以前にこのコラムに書いたことがあるのですが、私には何度か転職経験があります。
転職の度に、「今度こそはがんばろう」と気持ちを新たに出勤したことを思い出します。
やる気満々で、早く仕事を覚えて役に立ちたいと肩に力が入っていたこともありました。
最初の数週間は良いのですが、しばらくたつとうっかりミスや教えられた事を忘れて失敗をすることもありました。
そんな時自分は仕事ができない、この仕事を続けていけるのかなどと、自己嫌悪に陥ったり不安で一杯になったりしたものです。
気を取り直してがんばろうと思っても、ストレスで表情も固くなっていたり、小さなミスを繰り返したり、悪循環になったこともありました。

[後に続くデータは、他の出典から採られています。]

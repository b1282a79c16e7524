//! Conversions between [`Ratio`] and [`Padic`].
//!
//! - [`Ratio::to_padic`]: Hensel digit extraction
//! - [`Padic::convert_to_ratio`]: bounded rational reconstruction

use tracing::{debug, trace, warn};

use crate::bounds::Bounds;
use crate::error::{PadicError, Result};
use crate::factor::is_prime;
use crate::modular::{mod_inverse, mul_mod};
use crate::padic::{DigitWindow, Padic};
use crate::ratio_trait::RatioInteger;
use crate::Ratio;

impl<T: RatioInteger> Ratio<T> {
    /// p-adic expansion of the ratio with default [`Bounds`].
    ///
    /// ```
    /// use padic_ratio::RatioU64;
    ///
    /// let x = RatioU64::from_i64(17, 7).unwrap().to_padic(5, 7).unwrap();
    /// assert_eq!(x.to_string(), "3 2 4 1 2 1 1");
    /// assert_eq!(x.valuation(), 0);
    /// ```
    pub fn to_padic(&self, prime: u64, precision: usize) -> Result<Padic> {
        self.to_padic_with(prime, precision, &Bounds::default())
    }

    /// p-adic expansion of the ratio.
    ///
    /// `prime` is clipped to `bounds.max_prime` and `precision` to
    /// `bounds.max_precision()`. The ratio is reduced first; digits are then
    /// produced from the lowest exponent up until `precision + 1` digits
    /// past the valuation exist, the buffer ends, or the expansion
    /// terminates.
    ///
    /// # Errors
    ///
    /// - [`PadicError::InvalidParameter`]: `prime < 2`, `precision < 1`
    ///   before or after clipping, or the (clipped) prime is composite
    /// - [`PadicError::ZeroOperand`]: the ratio is zero
    /// - [`PadicError::ValueOutOfRange`]: numerator or denominator above
    ///   `bounds.max_arg`, more than `bounds.max_exp` factors of `prime`
    ///   in the denominator, or `bounds.max_exp` or more in the numerator
    #[tracing::instrument(level = "debug", skip(self, bounds), fields(ratio = %self))]
    pub fn to_padic_with(&self, prime: u64, precision: usize, bounds: &Bounds) -> Result<Padic> {
        if prime < 2 {
            return Err(PadicError::InvalidParameter(format!(
                "prime should be >= 2, got {prime}"
            )));
        }
        if precision < 1 {
            return Err(PadicError::InvalidParameter(
                "precision should be >= 1".into(),
            ));
        }
        let prime = if prime > bounds.max_prime {
            warn!(prime, max_prime = bounds.max_prime, "prime clipped");
            bounds.max_prime
        } else {
            prime
        };
        let precision = if precision > bounds.max_precision() {
            warn!(precision, max_precision = bounds.max_precision(), "precision clipped");
            bounds.max_precision()
        } else {
            precision
        };
        if precision < 1 {
            return Err(PadicError::InvalidParameter(format!(
                "max_exp {} leaves no room for a digit",
                bounds.max_exp
            )));
        }
        if !is_prime(prime) {
            return Err(PadicError::InvalidParameter(format!("{prime} is not prime")));
        }

        let reduced = self.reduce();
        if reduced.is_zero() {
            return Err(PadicError::ZeroOperand("0 has no p-adic expansion".into()));
        }
        let numer = bounded_word(&reduced.numer, bounds.max_arg, "numerator")?;
        let denom = bounded_word(&reduced.denom, bounds.max_arg, "denominator")?;

        let p = prime as i128;
        let max_exp = bounds.max_exp as i32;

        // denominator: strip the prime, what is left is a unit
        let mut unit = denom as i128;
        let mut exponent: i32 = 0;
        while unit % p == 0 {
            unit /= p;
            exponent -= 1;
        }
        if exponent < -max_exp {
            return Err(PadicError::ValueOutOfRange(format!(
                "denominator holds {} factors of {prime}, at most {max_exp} fit",
                -exponent
            )));
        }
        let unit_inverse = mod_inverse((unit % p) as u64, prime).ok_or_else(|| {
            PadicError::InvalidParameter(format!("{unit} is not invertible modulo {prime}"))
        })?;

        let mut rest: i128 = if reduced.negative {
            -(numer as i128)
        } else {
            numer as i128
        };
        let mut valuation: Option<i32> = None;
        let mut digits = DigitWindow::new(bounds.max_exp);
        loop {
            while rest != 0 && rest % p == 0 {
                rest /= p;
                exponent += 1;
            }
            let v = *valuation.get_or_insert(exponent);
            if exponent >= max_exp || exponent - v > precision as i32 {
                break;
            }

            let digit = mul_mod(rest.rem_euclid(p) as u64, unit_inverse, prime);
            trace!(exponent, digit, "digit");
            digits.set(exponent, digit);
            rest -= digit as i128 * unit;
            if rest == 0 {
                break;
            }
        }

        let valuation = valuation.unwrap_or(exponent);
        if valuation >= max_exp {
            return Err(PadicError::ValueOutOfRange(format!(
                "numerator holds {valuation} factors of {prime}, fewer than {max_exp} fit"
            )));
        }
        debug!(prime, precision, valuation, "expansion done");
        Ok(Padic::from_parts(prime, precision, valuation, digits, *bounds))
    }
}

/// `value` as a machine word, if it does not exceed `max_arg`.
fn bounded_word<T: RatioInteger>(value: &T, max_arg: u64, what: &str) -> Result<u64> {
    match value.try_to_u64() {
        Some(word) if word <= max_arg => Ok(word),
        _ => Err(PadicError::ValueOutOfRange(format!(
            "{what} {} exceeds {max_arg}",
            value.to_decimal_string()
        ))),
    }
}

/// Distance from the valuation to the highest window exponent whose digit
/// differs from `filler`, or `-1` when every digit equals `filler`.
fn significant_span(padic: &Padic, valuation: i32, filler: u64) -> i32 {
    let mut j = padic.precision() as i32 - 1 + valuation;
    while j >= valuation && padic.digit(j) == filler {
        j -= 1;
    }
    j - valuation
}

impl Padic {
    /// Recover a small rational from the expansion.
    ///
    /// Tries multipliers `i = 1, 2, ...` up to `bounds.max_approx`. The
    /// search stops when the expansion itself is a small non-negative
    /// integer (non-zero digits confined to the lower half of the window),
    /// or when `i` times it ends in a run of `p - 1` digits covering the
    /// upper half, i.e. looks like a small negative integer. The result is
    /// that integer over `i`, scaled by `p^-valuation` for negative
    /// valuations, and is not reduced.
    ///
    /// Only reliable when numerator and denominator are well below
    /// `p^(precision / 2)`.
    ///
    /// ```
    /// use padic_ratio::RatioU64;
    ///
    /// let x = RatioU64::from_i64(-2, 7).unwrap().to_padic(5, 8).unwrap();
    /// let back: RatioU64 = x.convert_to_ratio().unwrap();
    /// assert_eq!(back.to_string(), "-2/7");
    /// ```
    ///
    /// # Errors
    ///
    /// [`PadicError::ReconstructionFailed`] if no multiplier within
    /// `bounds.max_approx` works or the integer does not fit in `T`.
    pub fn convert_to_ratio<T: RatioInteger>(&self) -> Result<Ratio<T>> {
        let prime = self.prime();
        let valuation = self.valuation();
        let precision = self.precision() as i32;
        let max_approx = self.bounds().max_approx;

        let mut acc = self.clone();
        let mut multiplier = 1u64;
        let mut negative = false;
        let small_positive = significant_span(self, valuation, 0) * 2 < precision;
        while !small_positive && multiplier <= max_approx {
            if significant_span(&acc, valuation, prime - 1) * 2 < precision {
                negative = true;
                break;
            }
            acc = acc.add(self)?;
            multiplier += 1;
            trace!(multiplier, "reconstruction round");
        }

        if multiplier > max_approx {
            debug!(max_approx, "reconstruction exhausted");
            return Err(PadicError::ReconstructionFailed(format!(
                "no multiplier up to {max_approx} yields an integer"
            )));
        }
        if negative {
            acc = acc.cmpt();
        }
        let numer: T = acc.dsum().ok_or_else(|| {
            PadicError::ReconstructionFailed(format!(
                "digit sum does not fit in {} bits",
                T::BITS
            ))
        })?;

        let mut denom = T::from_u64(multiplier);
        let base = T::from_u64(prime);
        for _ in valuation..0 {
            denom = denom.checked_mul(&base).ok_or_else(|| {
                PadicError::ReconstructionFailed(format!(
                    "denominator does not fit in {} bits",
                    T::BITS
                ))
            })?;
        }

        let ratio = Ratio::new_raw(numer, denom, negative);
        debug!(%ratio, multiplier, negative, "reconstructed");
        Ok(ratio)
    }
}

そうすると、過去に「辞める」という解決法を選んだ経験がある私は、「やはり仕事を続けるより辞めた方が良いかもしれない」と考えたものでした。
ところが何度か転職する中で、ある会社を辞めたくなった時に思い出したことがありました。
「もう同じことを繰り返してはいけない」と冷静に考えていると、ふと「採用された日の喜び」が思い出されたのです。

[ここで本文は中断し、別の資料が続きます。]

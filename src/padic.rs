//! Fixed-window p-adic expansions.
//!
//! A [`Padic`] holds the digits of `Σ digit[i]·p^i` for logical exponents
//! starting at `min(valuation, 0)`. Digits live in a [`DigitWindow`], a
//! buffer addressed by signed exponent so that fractional digits (negative
//! exponents) need no special casing in the arithmetic.

use core::fmt;

use crate::bounds::Bounds;
use crate::error::{PadicError, Result};
use crate::factor::is_prime;
use crate::ratio_trait::RatioInteger;

/// Digit storage addressed by logical exponent.
///
/// Backed by `2 * max_exp` cells covering exponents `[-max_exp, max_exp)`.
/// Reads outside that range return `0`; writes outside it are dropped.
///
/// ```
/// use padic_ratio::DigitWindow;
///
/// let mut w = DigitWindow::new(4);
/// w.set(-4, 2);
/// w.set(3, 1);
/// w.set(4, 9); // beyond the buffer
/// assert_eq!(w.get(-4), 2);
/// assert_eq!(w.get(3), 1);
/// assert_eq!(w.get(4), 0);
/// ```
#[derive(Clone, Debug, PartialEq, Eq)]
pub struct DigitWindow {
    offset: usize,
    cells: Vec<u64>,
}

impl DigitWindow {
    /// Zeroed window over `[-max_exp, max_exp)`.
    pub fn new(max_exp: usize) -> Self {
        Self {
            offset: max_exp,
            cells: vec![0; 2 * max_exp],
        }
    }

    #[inline]
    fn slot(&self, exponent: i32) -> Option<usize> {
        let index = exponent as i64 + self.offset as i64;
        (0..self.cells.len() as i64)
            .contains(&index)
            .then_some(index as usize)
    }

    /// Whether `exponent` has a backing cell.
    #[inline]
    pub fn contains(&self, exponent: i32) -> bool {
        self.slot(exponent).is_some()
    }

    /// Digit at `exponent`.
    #[inline]
    pub fn get(&self, exponent: i32) -> u64 {
        self.slot(exponent).map_or(0, |i| self.cells[i])
    }

    /// Store `digit` at `exponent`.
    #[inline]
    pub fn set(&mut self, exponent: i32, digit: u64) {
        if let Some(i) = self.slot(exponent) {
            self.cells[i] = digit;
        }
    }
}

/// A truncated p-adic expansion.
///
/// Values are immutable: arithmetic returns a new `Padic` with its own
/// freshly allocated digits.
///
/// # Examples
///
/// ```
/// use padic_ratio::RatioU64;
///
/// let third = RatioU64::from_i64(1, 3).unwrap().to_padic(5, 10).unwrap();
/// assert_eq!(third.to_string(), "3 1 3 1 3 1 3 1 3 2");
///
/// let two_thirds = RatioU64::from_i64(2, 3).unwrap().to_padic(5, 10).unwrap();
/// assert_eq!(third.add(&two_thirds).unwrap().to_string(), "0 0 0 0 0 0 0 0 0 1");
/// ```
#[derive(Clone, Debug)]
pub struct Padic {
    prime: u64,
    precision: usize,
    valuation: i32,
    digits: DigitWindow,
    bounds: Bounds,
}

impl Padic {
    pub(crate) fn from_parts(
        prime: u64,
        precision: usize,
        valuation: i32,
        digits: DigitWindow,
        bounds: Bounds,
    ) -> Self {
        Self {
            prime,
            precision,
            valuation,
            digits,
            bounds,
        }
    }

    /// The prime `p`.
    #[inline]
    pub fn prime(&self) -> u64 {
        self.prime
    }

    /// Number of digits in the window.
    #[inline]
    pub fn precision(&self) -> usize {
        self.precision
    }

    /// Exponent of the lowest non-zero digit.
    #[inline]
    pub fn valuation(&self) -> i32 {
        self.valuation
    }

    /// Bounds this expansion was built with.
    #[inline]
    pub fn bounds(&self) -> &Bounds {
        &self.bounds
    }

    /// Coefficient of `p^exponent`.
    #[inline]
    pub fn digit(&self, exponent: i32) -> u64 {
        self.digits.get(exponent)
    }

    /// Lowest exponent of the display window, `min(valuation, 0)`.
    #[inline]
    fn window_start(&self) -> i32 {
        self.valuation.min(0)
    }

    #[inline]
    fn span_end(&self) -> i32 {
        self.precision as i32 + self.valuation
    }

    /// The `precision` window digits, lowest exponent first.
    ///
    /// ```
    /// use padic_ratio::RatioU64;
    ///
    /// let x = RatioU64::from_i64(38, 1).unwrap().to_padic(5, 7).unwrap();
    /// assert_eq!(x.digits(), vec![3, 2, 1, 0, 0, 0, 0]);
    /// ```
    pub fn digits(&self) -> Vec<u64> {
        let start = self.window_start();
        (start..start + self.precision as i32)
            .map(|i| self.digits.get(i))
            .collect()
    }

    // ========================================================================
    // ARITHMETIC
    // ========================================================================

    /// Digit-wise sum with carry, starting at the lower of the two
    /// valuations.
    ///
    /// # Errors
    ///
    /// [`PadicError::InvalidParameter`] if the primes, the precisions or
    /// the bounds differ.
    pub fn add(&self, other: &Padic) -> Result<Padic> {
        if self.prime != other.prime {
            return Err(PadicError::InvalidParameter(format!(
                "cannot add a {}-adic and a {}-adic number",
                self.prime, other.prime
            )));
        }
        if self.precision != other.precision {
            return Err(PadicError::InvalidParameter(format!(
                "precision mismatch: {} vs {}",
                self.precision, other.precision
            )));
        }
        if self.bounds != other.bounds {
            return Err(PadicError::InvalidParameter(format!(
                "bounds mismatch: {:?} vs {:?}",
                self.bounds, other.bounds
            )));
        }

        let valuation = self.valuation.min(other.valuation);
        let prime = u128::from(self.prime);
        let mut digits = DigitWindow::new(self.bounds.max_exp);
        let mut carry = 0u128;
        for i in valuation..=self.precision as i32 + valuation {
            carry += u128::from(self.digits.get(i)) + u128::from(other.digits.get(i));
            if carry >= prime {
                digits.set(i, (carry - prime) as u64);
                carry = 1;
            } else {
                digits.set(i, carry as u64);
                carry = 0;
            }
        }

        Ok(Self::from_parts(
            self.prime,
            self.precision,
            valuation,
            digits,
            self.bounds,
        ))
    }

    /// Radix complement: every digit becomes `p - 1 - digit`, then one is
    /// added at the valuation.
    ///
    /// Exact negation only for expansions of finite integers; the digits
    /// past the window are assumed to continue the `p - 1` run.
    ///
    /// ```
    /// use padic_ratio::RatioU64;
    ///
    /// let minus_one = RatioU64::integer(-1).to_padic(5, 6).unwrap();
    /// assert_eq!(minus_one.to_string(), "4 4 4 4 4 4");
    /// assert_eq!(minus_one.cmpt().to_string(), "0 0 0 0 0 1");
    /// ```
    pub fn cmpt(&self) -> Padic {
        let p1 = self.prime - 1;
        let mut digits = self.digits.clone();
        let mut carry = 1u64;
        for i in self.valuation..=self.span_end() {
            carry += p1 - digits.get(i);
            if carry > p1 {
                digits.set(i, carry - self.prime);
                carry = 1;
            } else {
                digits.set(i, carry);
                carry = 0;
            }
        }
        Self::from_parts(
            self.prime,
            self.precision,
            self.valuation,
            digits,
            self.bounds,
        )
    }

    /// Horner evaluation of the window as a base-`p` numeral.
    ///
    /// Returns `None` when the value does not fit in `T`.
    ///
    /// ```
    /// use crypto_bigint::U64;
    /// use padic_ratio::RatioU64;
    ///
    /// let x = RatioU64::from_i64(-517, 1477).unwrap().to_padic(7, 11).unwrap();
    /// assert_eq!(x.dsum::<U64>(), Some(U64::from_u64(384_219_886)));
    /// ```
    pub fn dsum<T: RatioInteger>(&self) -> Option<T> {
        let start = self.window_start();
        let prime = T::from_u64(self.prime);
        let mut sum = T::ZERO;
        for i in (start..start + self.precision as i32).rev() {
            sum = sum
                .checked_mul(&prime)?
                .checked_add(&T::from_u64(self.digits.get(i)))?;
        }
        Some(sum)
    }

    // ========================================================================
    // PARSING
    // ========================================================================

    /// Parse the output of `to_string` back into an expansion, using
    /// default [`Bounds`].
    ///
    /// ```
    /// use padic_ratio::Padic;
    ///
    /// let x = Padic::parse("1 2 3 4 3 5 4 6 4 1. 1", 7, 11).unwrap();
    /// assert_eq!(x.valuation(), -1);
    /// assert_eq!(x.digit(-1), 1);
    /// assert_eq!(x.digit(9), 1);
    /// ```
    pub fn parse(text: &str, prime: u64, precision: usize) -> Result<Padic> {
        Self::parse_with(text, prime, precision, &Bounds::default())
    }

    /// Parse space-separated digits, highest exponent first, with an
    /// optional `.` after the digit of exponent 0.
    ///
    /// With a point, the valuation is minus the number of digits after it;
    /// otherwise it is the exponent of the lowest non-zero digit.
    ///
    /// # Errors
    ///
    /// [`PadicError::InvalidParameter`] for a prime that is composite or
    /// outside `2..=max_prime`, a precision outside `1..max_exp`, an empty
    /// string, a chunk that is not a digit, a second point, or a digit
    /// not below `prime`. [`PadicError::ValueOutOfRange`] if the digits do
    /// not fit the buffer.
    pub fn parse_with(text: &str, prime: u64, precision: usize, bounds: &Bounds) -> Result<Padic> {
        if prime < 2 || prime > bounds.max_prime {
            return Err(PadicError::InvalidParameter(format!(
                "prime should be in 2..={}, got {prime}",
                bounds.max_prime
            )));
        }
        if !is_prime(prime) {
            return Err(PadicError::InvalidParameter(format!("{prime} is not prime")));
        }
        if precision < 1 || precision > bounds.max_precision() {
            return Err(PadicError::InvalidParameter(format!(
                "precision should be in 1..={}, got {precision}",
                bounds.max_precision()
            )));
        }

        let mut fraction_len: Option<usize> = None;
        let mut values = Vec::new();
        for (i, chunk) in text.split_whitespace().rev().enumerate() {
            let number = match chunk.strip_suffix('.') {
                Some(number) => {
                    if fraction_len.replace(i).is_some() {
                        return Err(PadicError::InvalidParameter(format!(
                            "more than one point in {text:?}"
                        )));
                    }
                    number
                }
                None => chunk,
            };
            let digit: u64 = number.parse().map_err(|_| {
                PadicError::InvalidParameter(format!("not a digit: {chunk:?}"))
            })?;
            if digit >= prime {
                return Err(PadicError::InvalidParameter(format!(
                    "digit {digit} is not below {prime}"
                )));
            }
            values.push(digit);
        }
        if values.is_empty() {
            return Err(PadicError::InvalidParameter("empty digit string".into()));
        }

        let start = -(fraction_len.unwrap_or(0) as i32);
        let mut digits = DigitWindow::new(bounds.max_exp);
        let end = start + values.len() as i32 - 1;
        if !digits.contains(start) || !digits.contains(end) {
            return Err(PadicError::ValueOutOfRange(format!(
                "{} digits do not fit a buffer of exponents [-{m}, {m})",
                values.len(),
                m = bounds.max_exp
            )));
        }
        for (j, digit) in values.iter().enumerate() {
            digits.set(start + j as i32, *digit);
        }

        let valuation = match fraction_len {
            Some(len) if len > 0 => start,
            _ => values
                .iter()
                .position(|&d| d != 0)
                .map_or(0, |j| start + j as i32),
        };

        Ok(Self::from_parts(prime, precision, valuation, digits, *bounds))
    }
}

impl PartialEq for Padic {
    /// Same prime, precision, valuation and window digits.
    fn eq(&self, other: &Self) -> bool {
        self.prime == other.prime
            && self.precision == other.precision
            && self.valuation == other.valuation
            && self.digits() == other.digits()
    }
}

impl Eq for Padic {}

impl fmt::Display for Padic {
    /// Digits from high to low exponent, space separated, with a `.` after
    /// the digit of exponent 0 when the valuation is negative.
    ///
    /// Normally the `precision` digits of the window. The rendering is
    /// extended upwards to reach exponent 0 when the valuation is negative,
    /// and to reach the valuation when it is positive, so that
    /// [`parse`](Padic::parse) recovers the valuation from the text.
    fn fmt(&self, f: &mut fmt::Formatter<'_>) -> fmt::Result {
        let start = self.window_start();
        let top = start + self.precision as i32 - 1;
        let top = if self.valuation < 0 {
            top.max(0)
        } else {
            top.max(self.valuation)
        };
        for i in (start..=top).rev() {
            write!(f, "{}", self.digits.get(i))?;
            if i == 0 && self.valuation < 0 {
                f.write_str(".")?;
            }
            if i > start {
                f.write_str(" ")?;
            }
        }
        Ok(())
    }
}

採用が決まった日に味わった感動です。心配してくれていた人に報告すると、「良かったね」と言ってもらえた時の嬉しさや安心感です。
それからは、私は初心に帰ることができました。
「せっかく採用されたのだからもう少し真剣にがんばってみよう」、「失敗や怒られることを恐れずにわからない事は周りの人に素直に相談しよう」と思い直すことができました。
この春から新しい環境で仕事を始めた方。
もしも「もう嫌だなあ」と思うことがあったら、採用された日のことや、その仕事を選んだ訳を思い出してみましょう。
誰かに胸の内を話してみましょう。
そうすると「辞める」という解決法を選ぶ前に、まだまだこれからできることに気がつくかもしれません。